BEGIN Material shown

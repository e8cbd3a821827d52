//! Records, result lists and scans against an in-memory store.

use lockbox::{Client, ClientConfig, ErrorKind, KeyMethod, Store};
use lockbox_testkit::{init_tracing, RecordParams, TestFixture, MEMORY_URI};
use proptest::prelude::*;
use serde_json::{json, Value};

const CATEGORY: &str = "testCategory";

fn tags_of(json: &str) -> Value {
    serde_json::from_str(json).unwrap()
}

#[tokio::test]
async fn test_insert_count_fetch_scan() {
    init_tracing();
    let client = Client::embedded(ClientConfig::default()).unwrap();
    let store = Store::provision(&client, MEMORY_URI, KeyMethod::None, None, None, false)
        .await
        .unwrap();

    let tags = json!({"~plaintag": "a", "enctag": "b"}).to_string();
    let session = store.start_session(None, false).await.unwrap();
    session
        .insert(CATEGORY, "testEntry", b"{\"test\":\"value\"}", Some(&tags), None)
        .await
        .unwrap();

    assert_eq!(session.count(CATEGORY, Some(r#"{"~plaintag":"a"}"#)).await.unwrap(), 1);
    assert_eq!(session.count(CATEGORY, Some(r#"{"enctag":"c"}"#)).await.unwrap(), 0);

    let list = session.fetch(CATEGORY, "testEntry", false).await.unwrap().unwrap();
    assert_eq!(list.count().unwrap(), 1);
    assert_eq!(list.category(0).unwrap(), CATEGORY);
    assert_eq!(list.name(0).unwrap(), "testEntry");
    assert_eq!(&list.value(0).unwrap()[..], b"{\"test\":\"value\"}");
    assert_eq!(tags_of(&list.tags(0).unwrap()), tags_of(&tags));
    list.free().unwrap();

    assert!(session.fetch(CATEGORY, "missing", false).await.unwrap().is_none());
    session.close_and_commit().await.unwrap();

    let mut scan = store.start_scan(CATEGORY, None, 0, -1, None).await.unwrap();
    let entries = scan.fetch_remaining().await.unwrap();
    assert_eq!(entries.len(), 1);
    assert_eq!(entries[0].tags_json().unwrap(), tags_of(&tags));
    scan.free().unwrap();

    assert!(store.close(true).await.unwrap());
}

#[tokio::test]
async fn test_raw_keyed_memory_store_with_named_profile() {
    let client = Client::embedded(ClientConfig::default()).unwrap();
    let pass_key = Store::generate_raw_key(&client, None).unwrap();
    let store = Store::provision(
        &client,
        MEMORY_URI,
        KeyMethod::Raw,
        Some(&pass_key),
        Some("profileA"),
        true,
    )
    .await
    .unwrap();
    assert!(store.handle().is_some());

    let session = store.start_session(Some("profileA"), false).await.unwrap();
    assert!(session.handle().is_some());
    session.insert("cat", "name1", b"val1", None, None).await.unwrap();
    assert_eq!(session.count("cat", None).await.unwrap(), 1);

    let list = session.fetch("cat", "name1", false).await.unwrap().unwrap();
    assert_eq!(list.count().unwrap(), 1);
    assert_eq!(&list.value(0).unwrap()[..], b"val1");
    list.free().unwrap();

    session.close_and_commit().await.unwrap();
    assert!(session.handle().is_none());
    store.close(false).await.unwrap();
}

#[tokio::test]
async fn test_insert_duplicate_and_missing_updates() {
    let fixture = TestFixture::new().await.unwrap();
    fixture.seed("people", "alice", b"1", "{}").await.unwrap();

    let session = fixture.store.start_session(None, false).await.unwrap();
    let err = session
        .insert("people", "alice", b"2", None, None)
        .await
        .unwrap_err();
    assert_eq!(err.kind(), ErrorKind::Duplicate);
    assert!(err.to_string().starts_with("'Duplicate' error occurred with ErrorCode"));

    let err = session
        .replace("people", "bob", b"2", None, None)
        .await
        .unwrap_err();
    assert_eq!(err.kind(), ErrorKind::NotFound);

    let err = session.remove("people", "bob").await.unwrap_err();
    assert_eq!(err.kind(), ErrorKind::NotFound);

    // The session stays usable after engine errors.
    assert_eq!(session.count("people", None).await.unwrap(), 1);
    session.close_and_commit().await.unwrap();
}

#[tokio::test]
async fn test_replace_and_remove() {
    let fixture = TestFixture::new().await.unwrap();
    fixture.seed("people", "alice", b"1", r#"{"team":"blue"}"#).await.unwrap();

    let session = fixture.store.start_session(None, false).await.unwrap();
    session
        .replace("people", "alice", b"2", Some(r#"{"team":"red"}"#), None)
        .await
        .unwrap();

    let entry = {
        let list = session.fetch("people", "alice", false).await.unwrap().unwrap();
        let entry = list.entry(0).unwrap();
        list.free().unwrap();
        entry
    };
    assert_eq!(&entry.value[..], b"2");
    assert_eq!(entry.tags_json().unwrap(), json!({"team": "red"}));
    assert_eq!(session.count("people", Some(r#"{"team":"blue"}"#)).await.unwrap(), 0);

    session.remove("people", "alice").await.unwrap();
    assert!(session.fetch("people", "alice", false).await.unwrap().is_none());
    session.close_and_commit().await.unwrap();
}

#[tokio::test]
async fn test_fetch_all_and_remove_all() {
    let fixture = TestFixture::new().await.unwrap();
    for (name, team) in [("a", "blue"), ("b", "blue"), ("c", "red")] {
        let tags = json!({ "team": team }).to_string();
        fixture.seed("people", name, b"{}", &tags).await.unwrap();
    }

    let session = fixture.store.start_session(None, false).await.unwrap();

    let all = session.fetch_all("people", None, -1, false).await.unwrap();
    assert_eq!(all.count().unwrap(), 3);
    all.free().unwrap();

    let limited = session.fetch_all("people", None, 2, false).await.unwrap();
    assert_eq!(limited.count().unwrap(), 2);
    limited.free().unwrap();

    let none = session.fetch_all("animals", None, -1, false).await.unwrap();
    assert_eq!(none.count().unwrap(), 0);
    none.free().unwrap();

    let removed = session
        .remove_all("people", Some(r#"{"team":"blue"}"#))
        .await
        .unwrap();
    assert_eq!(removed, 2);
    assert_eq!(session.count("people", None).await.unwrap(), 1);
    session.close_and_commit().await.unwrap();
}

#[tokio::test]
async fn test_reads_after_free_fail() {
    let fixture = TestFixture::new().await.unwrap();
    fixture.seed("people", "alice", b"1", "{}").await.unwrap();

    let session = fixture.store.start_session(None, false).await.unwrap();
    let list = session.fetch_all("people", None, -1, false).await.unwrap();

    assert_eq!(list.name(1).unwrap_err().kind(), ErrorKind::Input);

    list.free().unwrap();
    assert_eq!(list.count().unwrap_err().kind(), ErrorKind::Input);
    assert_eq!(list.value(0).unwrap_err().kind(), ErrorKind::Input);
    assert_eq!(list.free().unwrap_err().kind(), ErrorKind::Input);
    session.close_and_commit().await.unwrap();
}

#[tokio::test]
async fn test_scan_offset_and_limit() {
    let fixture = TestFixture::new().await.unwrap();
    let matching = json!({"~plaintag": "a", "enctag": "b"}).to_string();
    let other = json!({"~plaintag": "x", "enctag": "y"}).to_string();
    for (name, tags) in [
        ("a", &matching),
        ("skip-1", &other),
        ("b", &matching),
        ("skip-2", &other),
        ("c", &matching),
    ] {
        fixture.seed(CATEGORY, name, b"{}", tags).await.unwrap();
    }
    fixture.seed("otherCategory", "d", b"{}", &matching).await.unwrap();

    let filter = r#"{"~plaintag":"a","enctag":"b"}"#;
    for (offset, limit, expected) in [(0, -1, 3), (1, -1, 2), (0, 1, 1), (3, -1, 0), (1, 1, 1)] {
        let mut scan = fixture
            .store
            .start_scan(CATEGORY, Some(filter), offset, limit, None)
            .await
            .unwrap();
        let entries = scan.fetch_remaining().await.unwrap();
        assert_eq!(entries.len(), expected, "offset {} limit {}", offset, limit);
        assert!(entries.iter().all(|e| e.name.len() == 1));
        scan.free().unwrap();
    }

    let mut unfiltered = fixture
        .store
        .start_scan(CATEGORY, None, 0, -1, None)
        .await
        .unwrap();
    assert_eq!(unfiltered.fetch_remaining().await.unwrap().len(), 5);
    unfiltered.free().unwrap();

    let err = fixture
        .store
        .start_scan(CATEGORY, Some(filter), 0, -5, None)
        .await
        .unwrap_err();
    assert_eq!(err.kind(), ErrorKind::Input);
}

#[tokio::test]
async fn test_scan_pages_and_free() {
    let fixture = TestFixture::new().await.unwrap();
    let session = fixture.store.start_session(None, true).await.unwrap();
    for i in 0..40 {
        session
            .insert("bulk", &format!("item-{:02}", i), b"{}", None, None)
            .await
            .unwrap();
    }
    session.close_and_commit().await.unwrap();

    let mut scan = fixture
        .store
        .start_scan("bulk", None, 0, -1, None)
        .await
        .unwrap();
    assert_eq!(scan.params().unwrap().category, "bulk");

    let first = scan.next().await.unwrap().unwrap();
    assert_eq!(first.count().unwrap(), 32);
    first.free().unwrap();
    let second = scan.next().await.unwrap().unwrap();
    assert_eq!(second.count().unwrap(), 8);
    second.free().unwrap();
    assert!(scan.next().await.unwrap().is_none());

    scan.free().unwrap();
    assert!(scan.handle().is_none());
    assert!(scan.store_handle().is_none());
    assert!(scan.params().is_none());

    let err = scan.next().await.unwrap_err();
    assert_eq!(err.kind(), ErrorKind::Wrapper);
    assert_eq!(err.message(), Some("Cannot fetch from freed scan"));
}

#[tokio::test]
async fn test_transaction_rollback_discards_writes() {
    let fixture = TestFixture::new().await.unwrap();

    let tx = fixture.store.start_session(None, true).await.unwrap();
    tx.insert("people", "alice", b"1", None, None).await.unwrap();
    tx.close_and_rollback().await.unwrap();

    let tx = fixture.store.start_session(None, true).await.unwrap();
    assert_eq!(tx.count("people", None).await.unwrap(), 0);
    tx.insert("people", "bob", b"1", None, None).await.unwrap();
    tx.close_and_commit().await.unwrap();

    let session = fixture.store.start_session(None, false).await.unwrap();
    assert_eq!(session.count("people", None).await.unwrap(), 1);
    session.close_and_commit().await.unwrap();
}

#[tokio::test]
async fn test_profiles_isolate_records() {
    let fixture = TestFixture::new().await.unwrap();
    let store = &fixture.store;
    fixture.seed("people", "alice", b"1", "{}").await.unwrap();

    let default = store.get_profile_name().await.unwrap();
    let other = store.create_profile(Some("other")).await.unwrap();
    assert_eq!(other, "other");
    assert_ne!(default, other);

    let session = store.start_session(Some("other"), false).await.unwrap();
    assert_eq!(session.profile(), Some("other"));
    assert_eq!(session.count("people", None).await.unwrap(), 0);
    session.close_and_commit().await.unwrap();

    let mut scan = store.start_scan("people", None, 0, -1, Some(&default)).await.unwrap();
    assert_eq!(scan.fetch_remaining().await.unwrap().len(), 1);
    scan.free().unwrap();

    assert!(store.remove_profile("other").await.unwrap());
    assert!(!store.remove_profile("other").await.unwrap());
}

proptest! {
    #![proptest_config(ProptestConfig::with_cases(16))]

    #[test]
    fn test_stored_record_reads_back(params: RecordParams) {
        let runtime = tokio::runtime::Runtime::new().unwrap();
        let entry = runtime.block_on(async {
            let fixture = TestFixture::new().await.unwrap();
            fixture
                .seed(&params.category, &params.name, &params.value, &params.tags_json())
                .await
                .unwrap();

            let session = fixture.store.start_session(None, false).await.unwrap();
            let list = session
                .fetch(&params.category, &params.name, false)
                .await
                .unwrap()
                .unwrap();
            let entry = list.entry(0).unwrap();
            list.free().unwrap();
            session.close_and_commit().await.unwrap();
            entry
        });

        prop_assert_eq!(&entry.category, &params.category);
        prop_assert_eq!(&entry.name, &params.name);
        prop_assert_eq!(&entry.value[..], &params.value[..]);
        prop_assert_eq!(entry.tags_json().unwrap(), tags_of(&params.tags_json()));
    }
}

END Material shown

* _Problem to work on_
All lines in the entries above that include "expected" should be found and copied.

* _Solution to this exercise_
    for (offset, limit, expected) in [(0, -1, 3), (1, -1, 2), (0, 1, 1), (3, -1, 0), (1, 1, 1)] {
        assert_eq!(entries.len(), expected, "offset {} limit {}", offset, limit);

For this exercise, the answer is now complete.